As for your first question, I’d say that’s a given considering the answers to your later ones, though obviously they likely take much better care with what and how they do to themselves than with what they do to others.
Question 2 is the most intriguing to me, but if the Hegemony is focused as much on physical (and mental) perfection as some of our Ancient Greek philosophers I’d almost certainly say that’s a yes. Though maybe wierd taboos prevent this from being discussed in public, as doing it or having it done is an admission that one fell short of perfection to begin with?
IIRC, there are some Byzantine elements in this universe. Yet I can’t help but think of Shayard as more Celtic.
That’s because it is, though the wealthier coastal parts are apparently more French than Anglo-Saxon in inspiration.
Historical Shayard was likely what might have been the product of an unholy Franco-British union under one monarch.

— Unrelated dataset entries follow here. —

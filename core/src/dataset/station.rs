use crate::prelude::{AnalysisError, AnalysisResult};
use log::warn;
use serde::Serialize;
use std::collections::HashSet;
use std::fs;
use std::path::Path;

/// A GNSS station from the station list.
#[derive(Debug, Clone, PartialEq, Serialize)]
pub struct Station {
    pub name: String,
    pub latitude: f64,
    pub longitude: f64,
}

/// Reads a whitespace-delimited station list with `Station`, `latitude` and
/// `longitude` columns.
pub fn load_stations<P: AsRef<Path>>(path: P) -> AnalysisResult<Vec<Station>> {
    let path = path.as_ref();
    if !path.is_file() {
        return Err(AnalysisError::MissingInput(format!(
            "station list {} not found",
            path.display()
        )));
    }
    let contents = fs::read_to_string(path).map_err(|source| AnalysisError::Io {
        path: path.to_path_buf(),
        source,
    })?;
    parse_stations(&contents, path)
}

pub fn parse_stations(contents: &str, source: &Path) -> AnalysisResult<Vec<Station>> {
    let mut lines = contents
        .lines()
        .enumerate()
        .filter(|(_, line)| !line.trim().is_empty());

    let (_, header) = lines
        .next()
        .ok_or_else(|| AnalysisError::EmptyDataset(format!("{} is empty", source.display())))?;
    let columns: Vec<&str> = header.split_whitespace().collect();
    let column = |name: &str| {
        columns
            .iter()
            .position(|c| c.eq_ignore_ascii_case(name))
            .ok_or_else(|| AnalysisError::MissingColumn {
                column: name.to_string(),
                path: source.to_path_buf(),
            })
    };
    let name_col = column("Station")?;
    let lat_col = column("latitude")?;
    let lon_col = column("longitude")?;

    let mut seen = HashSet::new();
    let mut stations = Vec::new();
    for (line_no, line) in lines {
        let fields: Vec<&str> = line.split_whitespace().collect();
        let parsed = (
            fields.get(name_col),
            fields.get(lat_col).and_then(|f| f.parse::<f64>().ok()),
            fields.get(lon_col).and_then(|f| f.parse::<f64>().ok()),
        );
        let (name, latitude, longitude) = match parsed {
            (Some(name), Some(lat), Some(lon)) if lat.is_finite() && lon.is_finite() => {
                (name.to_string(), lat, lon)
            }
            _ => {
                warn!(
                    "Skipping malformed station line {} in {}: {}",
                    line_no + 1,
                    source.display(),
                    line.trim()
                );
                continue;
            }
        };
        if !is_file_safe(&name) {
            warn!(
                "Skipping station {:?} in {}: names may only use letters, digits, '-', '_' and inner '.'",
                name,
                source.display()
            );
            continue;
        }
        if !seen.insert(name.clone()) {
            warn!("Duplicate station {} in {} ignored", name, source.display());
            continue;
        }
        stations.push(Station {
            name,
            latitude,
            longitude,
        });
    }

    if stations.is_empty() {
        return Err(AnalysisError::EmptyDataset(format!(
            "{} lists no valid stations",
            source.display()
        )));
    }
    Ok(stations)
}

/// Station names become plot file names and must stay one plain path component.
fn is_file_safe(name: &str) -> bool {
    !name.starts_with('.')
        && name
            .chars()
            .all(|c| c.is_ascii_alphanumeric() || matches!(c, '-' | '_' | '.'))
}

#[cfg(test)]
mod tests {
    use super::*;

    #[test]
    fn parse_stations_reads_columns_in_any_order() {
        let text = "latitude  Station longitude height\n\
                    40.0 MAD1 -3.0 650\n\
                    \n\
                    41.5   BCN2  2.1  12\n";
        let stations = parse_stations(text, Path::new("stations_list")).unwrap();
        assert_eq!(stations.len(), 2);
        assert_eq!(stations[0].name, "MAD1");
        assert_eq!(stations[0].latitude, 40.0);
        assert_eq!(stations[1].longitude, 2.1);
    }

    #[test]
    fn parse_stations_skips_bad_and_duplicate_lines() {
        let text = "Station latitude longitude\n\
                    MAD1 40.0 -3.0\n\
                    BAD1 north -3.0\n\
                    MAD1 10.0 10.0\n";
        let stations = parse_stations(text, Path::new("stations_list")).unwrap();
        assert_eq!(stations.len(), 1);
        assert_eq!(stations[0].latitude, 40.0);
    }

    #[test]
    fn parse_stations_rejects_path_like_names() {
        let text = "Station latitude longitude\n\
                    ../evil 40.0 -3.0\n\
                    a/b 40.0 -3.0\n\
                    .hidden 40.0 -3.0\n\
                    C:\\x 40.0 -3.0\n\
                    VAL-2_b.1 39.5 -0.4\n";
        let stations = parse_stations(text, Path::new("stations_list")).unwrap();
        let names: Vec<&str> = stations.iter().map(|s| s.name.as_str()).collect();
        assert_eq!(names, ["VAL-2_b.1"]);
    }

    #[test]
    fn parse_stations_requires_header_columns() {
        let text = "Name latitude longitude\nMAD1 40.0 -3.0\n";
        assert!(matches!(
            parse_stations(text, Path::new("stations_list")),
            Err(AnalysisError::MissingColumn { .. })
        ));
        assert!(matches!(
            parse_stations("\n\n", Path::new("stations_list")),
            Err(AnalysisError::EmptyDataset(_))
        ));
    }
}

The Greek/byzantine culture comes entirely out of Karagond proper though provincial nobles are apparently required to assimilate into it to a greater (the Keriatou’s) or lesser (the de Firiac’s) degree. With greater degrees of assimilation usually opening up more paths to power and influence.
Yeah, I’m trying to recall the information from a few months ago… It’s slowly coming back to me.
I think some psychological reaction to the violence would be nice. I love playing as an almost idealistic noble striving for a peaceful revolution; accidentally getting a lot of innocents killed probably should mess with their mind.